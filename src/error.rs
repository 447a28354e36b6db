use crate::board::Orientation;
use crate::tiles::Letter;
use thiserror::Error;

#[derive(Error, Debug)]
/// Errors that can be returned
pub enum Error {
    /// Error reading wordfile
    #[error("Wordfile \"{path}\" could not be read")]
    ReadError {
        path: String,
        source: std::io::Error,
    },

    /// Error deserializing bincoded wordfile
    #[cfg(all(feature = "serde", feature = "bincode"))]
    #[error("Wordfile {0} could not be deserialized")]
    WordlistDeserializeError(String),

    /// Error writing bincoded wordfile
    #[cfg(all(feature = "serde", feature = "bincode"))]
    #[error("Wordfile {0} could not be serialized")]
    WordlistSerializeError(String),

    /// The word is not in the lexicon
    #[error("Word \"{0}\" is not in the lexicon")]
    WordNotInLexicon(String),

    /// Attempt to place (part of) a word outside the board
    #[error("Playing {len} tiles at row={row}, col={col} ({orientation}) does not fit")]
    PlacementOutOfBounds {
        row: usize,
        col: usize,
        orientation: Orientation,
        len: usize,
    },

    /// Attempt to replace a tile already on the board with a different letter
    #[error("Cell at row={row}, col={col} holds {found}, can not place {letter}")]
    PlacementConflict {
        row: usize,
        col: usize,
        found: Letter,
        letter: Letter,
    },

    /// The rack does not hold enough tiles for the new cells
    #[error("Need {needed} tile(s) {letter}, rack has {available}")]
    InsufficientTiles {
        letter: Letter,
        needed: usize,
        available: usize,
    },

    /// A play must contain at least one letter
    #[error("Empty word")]
    EmptyWord,

    /// Character is not one of `A`..`Z`
    #[error("Invalid letter '{0}'")]
    InvalidLetter(char),

    /// Orientation must be `H` or `V`
    #[error("Invalid orientation '{0}' (expect H or V)")]
    InvalidOrientation(char),

    /// No room for another tile on the rack
    #[error("Rack is full")]
    RackFull,

    /// The game has no players
    #[error("Game has no players")]
    NoPlayers,

    /// Every letter of the word is already on the board
    #[error("Word does not place any new tile")]
    NoTilesPlaced,

    /// Error parsing board state from strings
    #[error("Invalid number of rows {0} (expect 15)")]
    InvalidRowCount(usize),

    /// Parsing a row on the board needs 15 cells
    #[error("Invalid row \"{0}\": length {1}, expect 15")]
    InvalidRowLength(String, usize),
}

Task instructions » Please report every line of the records above that contains the word "found".

Written response »
    #[error("Cell at row={row}, col={col} holds {found}, can not place {letter}")]
        found: Letter,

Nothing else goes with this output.